[webkit-dev] The tree is on fire: a tragedy of the commons

Xan Lopez xan at gnome.org
Fri Feb 26 01:51:44 PST 2010


On Fri, Feb 26, 2010 at 11:36 AM, Adam Barth <abarth at webkit.org> wrote:
> Not to point fingers, but we've been having trouble keeping
> build.webkit.org green these past few weeks.  As I write this message,
> every platform is broken, again.  As the project scales, polluting the
> build with brokenness impacts more developers and drains more
> productivity.
>
> Here are some approaches we could use to turn this tragedy of the
> commons around:
>
> 1) Adopt a "rollout first, ask questions later" ethic.  The vast
> majority of changes are not important enough to break the build for
> everyone else.  If we adopt a "rollout first, ask questions later"
> ethic, committers would feel free to rollout brokenness to unbreak the
> build and contributors shouldn't be offended if their patch is rolled
> out without their knowledge.  We can always re-land the broken patch
> later once it actually works.

In my experience this is more or less the current policy, especially
for build breakage (as opposed to test breakage).
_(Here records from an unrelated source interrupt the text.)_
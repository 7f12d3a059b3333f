//! Money value object.
//!
//! Amounts are held in minor currency units (cents), which is also what the
//! payment processor expects. Decimal conversion exists for the storefront
//! wire format and the catalog's `NUMERIC` prices.

use rust_decimal::prelude::ToPrimitive;
use rust_decimal::{Decimal, RoundingStrategy};
use serde::{Deserialize, Serialize};
use std::fmt;

use super::ValidationError;

/// Non-negative amount in minor currency units.
#[derive(Debug, Clone, Copy, Default, PartialEq, Eq, Hash, PartialOrd, Ord, Serialize, Deserialize)]
#[serde(transparent)]
pub struct Money(i64);

impl Money {
    pub const ZERO: Money = Money(0);

    /// Creates an amount from cents, rejecting negatives.
    pub fn from_cents(cents: i64) -> Result<Self, ValidationError> {
        if cents < 0 {
            return Err(ValidationError::out_of_range("amount", 0, i64::MAX, cents));
        }
        Ok(Self(cents))
    }

    /// Converts a decimal major-unit amount (e.g. `18.99`) into cents.
    ///
    /// Rounds half-to-even at two decimal places.
    pub fn from_decimal(amount: Decimal) -> Result<Self, ValidationError> {
        if amount.is_sign_negative() && !amount.is_zero() {
            return Err(ValidationError::invalid_format(
                "amount",
                format!("must not be negative, got {}", amount),
            ));
        }
        let cents = amount
            .round_dp_with_strategy(2, RoundingStrategy::MidpointNearestEven)
            .checked_mul(Decimal::ONE_HUNDRED)
            .and_then(|c| c.to_i64())
            .ok_or_else(|| ValidationError::invalid_format("amount", "too large"))?;
        Ok(Self(cents))
    }

    /// Returns the amount in major units with two decimal places.
    pub fn to_decimal(&self) -> Decimal {
        Decimal::new(self.0, 2)
    }

    pub fn cents(&self) -> i64 {
        self.0
    }

    pub fn is_zero(&self) -> bool {
        self.0 == 0
    }

    pub fn checked_add(self, other: Money) -> Option<Money> {
        self.0.checked_add(other.0).map(Money)
    }

    pub fn checked_mul(self, quantity: u32) -> Option<Money> {
        self.0.checked_mul(i64::from(quantity)).map(Money)
    }
}

impl fmt::Display for Money {
    fn fmt(&self, f: &mut fmt::Formatter<'_>) -> fmt::Result {
        write!(f, "{}", self.to_decimal())
    }
}
//! Data Transfer Objects for the checkout API.
//!
//! The storefront speaks camelCase JSON with prices as decimal numbers in
//! major units; everything here converts to and from the cent-based domain
//! types at the boundary.

use rust_decimal::Decimal;
use serde::{Deserialize, Serialize};

use crate::domain::checkout::{
    Address, Customer, Order, OrderItem, OrderSummary, PaymentInfo, PaymentIntent,
    PaymentIntentStatus, Purchase, PurchaseResponse,
};
use crate::domain::foundation::{Money, ProductId, ValidationError};

// ════════════════════════════════════════════════════════════════════════════════
// Request DTOs
// ════════════════════════════════════════════════════════════════════════════════

/// Body of `POST /api/checkout/purchase`.
///
/// Storefronts send either the purchase itself or the purchase wrapped
/// together with the card form.
#[derive(Debug, Clone, Deserialize)]
#[serde(untagged)]
pub enum PurchaseBody {
    Wrapped(WrappedPurchase),
    Bare(PurchaseRequest),
}

impl PurchaseBody {
    pub fn into_purchase(self) -> PurchaseRequest {
        match self {
            PurchaseBody::Wrapped(wrapped) => wrapped.purchase,
            PurchaseBody::Bare(purchase) => purchase,
        }
    }
}

#[derive(Debug, Clone, Deserialize)]
#[serde(rename_all = "camelCase")]
pub struct WrappedPurchase {
    pub purchase: PurchaseRequest,

    /// Card details collected by older storefronts. Never read; card data
    /// goes straight from the browser to the processor.
    #[serde(default)]
    pub payment_info: Option<serde_json::Value>,
}

#[derive(Debug, Clone, Deserialize)]
#[serde(rename_all = "camelCase")]
pub struct PurchaseRequest {
    pub customer: CustomerDto,
    pub shipping_address: AddressDto,
    pub billing_address: AddressDto,
    pub order: OrderSummaryRequest,
    pub order_items: Vec<OrderItemDto>,
}

#[derive(Debug, Clone, Serialize, Deserialize, PartialEq, Eq)]
#[serde(rename_all = "camelCase")]
pub struct CustomerDto {
    pub first_name: String,
    pub last_name: String,
    pub email: String,
}

#[derive(Debug, Clone, Serialize, Deserialize, PartialEq, Eq)]
#[serde(rename_all = "camelCase")]
pub struct AddressDto {
    pub street: String,
    pub city: String,
    pub state: String,
    pub country: String,
    pub zip_code: String,
}

#[derive(Debug, Clone, Deserialize)]
#[serde(rename_all = "camelCase")]
pub struct OrderSummaryRequest {
    #[serde(with = "rust_decimal::serde::float")]
    pub total_price: Decimal,
    pub total_quantity: u32,
}

#[derive(Debug, Clone, Serialize, Deserialize, PartialEq)]
#[serde(rename_all = "camelCase")]
pub struct OrderItemDto {
    pub product_id: i64,
    #[serde(default)]
    pub image_url: String,
    #[serde(with = "rust_decimal::serde::float")]
    pub unit_price: Decimal,
    pub quantity: u32,
}

/// Body of `POST /api/checkout/payment-intent`.
#[derive(Debug, Clone, Deserialize)]
#[serde(rename_all = "camelCase")]
pub struct PaymentIntentRequest {
    /// Amount in minor units.
    pub amount: i64,
    pub currency: String,
    #[serde(default)]
    pub receipt_email: Option<String>,
}

/// Query string of `GET /api/orders`.
#[derive(Debug, Clone, Deserialize)]
pub struct OrderHistoryParams {
    pub email: String,
}

// ════════════════════════════════════════════════════════════════════════════════
// Request conversion
// ════════════════════════════════════════════════════════════════════════════════

impl TryFrom<CustomerDto> for Customer {
    type Error = ValidationError;

    fn try_from(dto: CustomerDto) -> Result<Self, Self::Error> {
        Customer::new(&dto.first_name, &dto.last_name, &dto.email)
    }
}

impl TryFrom<AddressDto> for Address {
    type Error = ValidationError;

    fn try_from(dto: AddressDto) -> Result<Self, Self::Error> {
        Address::new(&dto.street, &dto.city, &dto.state, &dto.country, &dto.zip_code)
    }
}

impl TryFrom<OrderItemDto> for OrderItem {
    type Error = ValidationError;

    fn try_from(dto: OrderItemDto) -> Result<Self, Self::Error> {
        OrderItem::new(
            ProductId::new(dto.product_id)?,
            dto.image_url,
            Money::from_decimal(dto.unit_price)?,
            dto.quantity,
        )
    }
}

impl TryFrom<PurchaseRequest> for Purchase {
    type Error = ValidationError;

    fn try_from(dto: PurchaseRequest) -> Result<Self, Self::Error> {
        Ok(Purchase {
            customer: dto.customer.try_into()?,
            shipping_address: dto.shipping_address.try_into()?,
            billing_address: dto.billing_address.try_into()?,
            order: OrderSummary {
                total_price: Money::from_decimal(dto.order.total_price)?,
                total_quantity: dto.order.total_quantity,
            },
            order_items: dto
                .order_items
                .into_iter()
                .map(OrderItem::try_from)
                .collect::<Result<_, _>>()?,
        })
    }
}

impl TryFrom<PaymentIntentRequest> for PaymentInfo {
    type Error = ValidationError;

    fn try_from(dto: PaymentIntentRequest) -> Result<Self, Self::Error> {
        PaymentInfo::new(
            Money::from_cents(dto.amount)?,
            &dto.currency,
            dto.receipt_email.as_deref(),
        )
    }
}

// ════════════════════════════════════════════════════════════════════════════════
// Response DTOs
// ════════════════════════════════════════════════════════════════════════════════

#[derive(Debug, Clone, Serialize, Deserialize, PartialEq, Eq)]
#[serde(rename_all = "camelCase")]
pub struct PurchaseResponseDto {
    pub order_tracking_number: String,
    pub payment_intent_id: String,
    pub client_secret: Option<String>,
}

impl From<PurchaseResponse> for PurchaseResponseDto {
    fn from(response: PurchaseResponse) -> Self {
        Self {
            order_tracking_number: response.order_tracking_number.to_string(),
            payment_intent_id: response.payment_intent_id,
            client_secret: response.client_secret,
        }
    }
}

#[derive(Debug, Clone, Serialize, Deserialize, PartialEq, Eq)]
#[serde(rename_all = "camelCase")]
pub struct PaymentIntentResponse {
    pub id: String,
    pub client_secret: Option<String>,
    /// Amount in minor units.
    pub amount: i64,
    pub currency: String,
    pub status: PaymentIntentStatus,
}

impl From<PaymentIntent> for PaymentIntentResponse {
    fn from(intent: PaymentIntent) -> Self {
        Self {
            id: intent.id,
            client_secret: intent.client_secret,
            amount: intent.amount.cents(),
            currency: intent.currency,
            status: intent.status,
        }
    }
}

#[derive(Debug, Clone, Serialize, Deserialize, PartialEq)]
#[serde(rename_all = "camelCase")]
pub struct OrderResponse {
    pub order_tracking_number: String,
    pub status: String,
    pub customer: CustomerDto,
    pub shipping_address: AddressDto,
    pub billing_address: AddressDto,
    pub order_items: Vec<OrderItemDto>,
    pub total_quantity: u32,
    #[serde(with = "rust_decimal::serde::float")]
    pub total_price: Decimal,
    pub currency: String,
    pub payment_intent_id: Option<String>,
    pub last_payment_error: Option<String>,
    pub date_created: String,
    pub last_updated: String,
}

fn address_dto(address: &Address) -> AddressDto {
    AddressDto {
        street: address.street().to_string(),
        city: address.city().to_string(),
        state: address.state().to_string(),
        country: address.country().to_string(),
        zip_code: address.zip_code().to_string(),
    }
}

impl From<&Order> for OrderResponse {
    fn from(order: &Order) -> Self {
        Self {
            order_tracking_number: order.tracking_number.to_string(),
            status: order.status.as_str().to_string(),
            customer: CustomerDto {
                first_name: order.customer.first_name().to_string(),
                last_name: order.customer.last_name().to_string(),
                email: order.customer.email().to_string(),
            },
            shipping_address: address_dto(&order.shipping_address),
            billing_address: address_dto(&order.billing_address),
            order_items: order
                .items
                .iter()
                .map(|item| OrderItemDto {
                    product_id: item.product_id().value(),
                    image_url: item.image_url().to_string(),
                    unit_price: item.unit_price().to_decimal(),
                    quantity: item.quantity(),
                })
                .collect(),
            total_quantity: order.total_quantity,
            total_price: order.total_price.to_decimal(),
            currency: order.currency.clone(),
            payment_intent_id: order.payment_intent_id.clone(),
            last_payment_error: order.last_payment_error.clone(),
            date_created: order.created_at.as_datetime().to_rfc3339(),
            last_updated: order.updated_at.as_datetime().to_rfc3339(),
        }
    }
}

/// One row of the order history.
#[derive(Debug, Clone, Serialize, Deserialize, PartialEq)]
#[serde(rename_all = "camelCase")]
pub struct OrderHistoryEntry {
    pub order_tracking_number: String,
    pub status: String,
    pub total_quantity: u32,
    #[serde(with = "rust_decimal::serde::float")]
    pub total_price: Decimal,
    pub currency: String,
    pub date_created: String,
}

impl From<&Order> for OrderHistoryEntry {
    fn from(order: &Order) -> Self {
        Self {
            order_tracking_number: order.tracking_number.to_string(),
            status: order.status.as_str().to_string(),
            total_quantity: order.total_quantity,
            total_price: order.total_price.to_decimal(),
            currency: order.currency.clone(),
            date_created: order.created_at.as_datetime().to_rfc3339(),
        }
    }
}

#[derive(Debug, Clone, Serialize, Deserialize, PartialEq)]
pub struct OrderHistoryResponse {
    pub orders: Vec<OrderHistoryEntry>,
}

/// Acknowledgement for the processor.
#[derive(Debug, Clone, Serialize, Deserialize, PartialEq, Eq)]
pub struct WebhookAck {
    pub received: bool,
    pub outcome: String,
}

#[derive(Debug, Clone, Serialize, Deserialize, PartialEq, Eq)]
pub struct HealthResponse {
    pub status: String,
    pub version: String,
}
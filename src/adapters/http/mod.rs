//! HTTP adapters - REST API implementations.

pub mod checkout;
pub mod error;

pub use checkout::{checkout_router, health, CheckoutAppState};
pub use error::{ApiError, ErrorResponse};
//! Checkout handlers.
//!
//! ## Commands
//! - Placing an order (the checkout orchestrator)
//! - Creating a standalone payment intent
//! - Processing payment webhooks
//!
//! ## Queries
//! - Get an order by tracking number
//! - Order history for a customer

mod create_payment_intent;
mod get_order;
mod handle_payment_webhook;
mod order_history;
mod place_order;

#[cfg(test)]
pub(crate) mod test_support;

// Commands
pub use create_payment_intent::{
    CreatePaymentIntentCommand, CreatePaymentIntentHandler, CreatePaymentIntentResult,
};
pub use handle_payment_webhook::{
    HandlePaymentWebhookCommand, HandlePaymentWebhookHandler, HandlePaymentWebhookResult,
};
pub use place_order::{PlaceOrderCommand, PlaceOrderHandler, PlaceOrderResult, PlaceOrderSettings};

// Queries
pub use get_order::{GetOrderHandler, GetOrderQuery, GetOrderResult};
pub use order_history::{OrderHistoryHandler, OrderHistoryQuery, OrderHistoryResult};
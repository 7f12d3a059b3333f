//! OrderRepository port - persistence for the Order aggregate.

use async_trait::async_trait;

use crate::domain::checkout::{Order, OrderStatus};
use crate::domain::foundation::{DomainError, OrderTrackingNumber};

/// Result of a guarded status update.
#[derive(Debug, Clone, Copy, PartialEq, Eq)]
pub enum UpdateResult {
    Updated,
    /// The stored status no longer matched; nothing was written.
    StatusChanged,
}

/// Repository port for Order aggregates.
///
/// `save` writes the customer, both addresses, the order and its items as
/// one unit: either everything is stored or nothing is. Customers are
/// matched by e-mail, so repeat shoppers keep a single record.
#[async_trait]
pub trait OrderRepository: Send + Sync {
    /// Insert a new order with all of its parts.
    ///
    /// # Errors
    ///
    /// - `Conflict` if the tracking number is already taken
    /// - `DatabaseError` on persistence failure
    async fn save(&self, order: &Order) -> Result<(), DomainError>;

    /// Persist status, payment intent and failure reason of an existing
    /// order, provided its stored status is still `expected`. The check and
    /// the write are atomic.
    ///
    /// # Errors
    ///
    /// - `OrderNotFound` if the order doesn't exist
    async fn update(
        &self,
        order: &Order,
        expected: OrderStatus,
    ) -> Result<UpdateResult, DomainError>;

    async fn find_by_tracking_number(
        &self,
        tracking_number: &OrderTrackingNumber,
    ) -> Result<Option<Order>, DomainError>;

    async fn find_by_payment_intent_id(
        &self,
        intent_id: &str,
    ) -> Result<Option<Order>, DomainError>;

    /// Orders placed with this e-mail, newest first.
    async fn list_by_customer_email(&self, email: &str) -> Result<Vec<Order>, DomainError>;
}
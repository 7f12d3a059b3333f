//! Application handlers.
//!
//! Command and query handlers that orchestrate domain operations.

pub mod checkout;

pub use checkout::{
    CreatePaymentIntentCommand, CreatePaymentIntentHandler, CreatePaymentIntentResult,
    GetOrderHandler, GetOrderQuery, GetOrderResult, HandlePaymentWebhookCommand,
    HandlePaymentWebhookHandler, HandlePaymentWebhookResult, OrderHistoryHandler,
    OrderHistoryQuery, OrderHistoryResult, PlaceOrderCommand, PlaceOrderHandler,
    PlaceOrderResult, PlaceOrderSettings,
};
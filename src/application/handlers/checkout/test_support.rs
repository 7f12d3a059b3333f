//! Shared fixtures for checkout handler tests.

use crate::domain::checkout::{Address, Customer, OrderItem, OrderSummary, Purchase};
use crate::domain::foundation::{Money, ProductId};
use crate::ports::CatalogProduct;

pub fn cart_item(product: i64, cents: i64, quantity: u32) -> OrderItem {
    OrderItem::new(
        ProductId::new(product).unwrap(),
        format!("assets/images/products/{}.png", product),
        Money::from_cents(cents).unwrap(),
        quantity,
    )
    .unwrap()
}

pub fn catalog_product(id: i64, cents: i64, stock: u32) -> CatalogProduct {
    CatalogProduct {
        id: ProductId::new(id).unwrap(),
        name: format!("Product {}", id),
        unit_price: Money::from_cents(cents).unwrap(),
        active: true,
        units_in_stock: stock,
    }
}

/// Purchase whose summary matches `items`.
pub fn purchase(items: Vec<OrderItem>) -> Purchase {
    purchase_for("ada@example.com", items)
}

pub fn purchase_for(email: &str, items: Vec<OrderItem>) -> Purchase {
    let total_quantity = items.iter().map(OrderItem::quantity).sum();
    let total_cents = items
        .iter()
        .map(|i| i.unit_price().cents() * i64::from(i.quantity()))
        .sum();
    Purchase {
        customer: Customer::new("Ada", "Lovelace", email).unwrap(),
        shipping_address: Address::new("1 Main St", "Springfield", "IL", "US", "62701").unwrap(),
        billing_address: Address::new("9 Elm Rd", "Shelbyville", "IL", "US", "62565").unwrap(),
        order: OrderSummary {
            total_price: Money::from_cents(total_cents).unwrap(),
            total_quantity,
        },
        order_items: items.into_iter().collect(),
    }
}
Maybe a bit less
hardliner in that we usually try contact the culprit and give some
time to fix issues, but I think there's no remorse in rolling out
patches if there's brokenness and nobody working on fixing it.

>
> 2) Require pre-commit vetting of patches.  We have the resources to
> build and test every patch on at least one platform before landing the
> patch in the main tree.  Vetting patches before landing will help us
> avoid breaking every platform at once.  Once the patch has been
> vetted, it can either be landed mechanically (i.e., by commit-queue)
> or manually.
>
> Here's how I would design the life and times of a patch:
>
> 1) Contributor uploads patch and nominates it for review.
> 2) Patch vetted by the EWS on numerous platforms.
> 3) If the EWS finds a problem, return to step 1.
> 4) Reviewer marks patch review+.
> 5) Committer decides the patch is ready to land.
> 6) Patch built and tested against top-of-tree on at least one platform.
> 7) If the patch fail to build or pass tests, return to step 1.
> 8) Patch landed.
> 9) If the patch turns any of the "core builders" red, patch is rolled
> out, return to step 1.

EWS has been a huge boon in productivity at least for us GTK+ folks,
so I fully support any step to increase its awesomeness! Of course
what we need to do is to work on increasing the number of "core
builders", but that's an orthogonal issue and our own responsibility.

Cheers,

Xan

>
> I suspect most of our brokenness coming from committers skipping steps 6 and 7.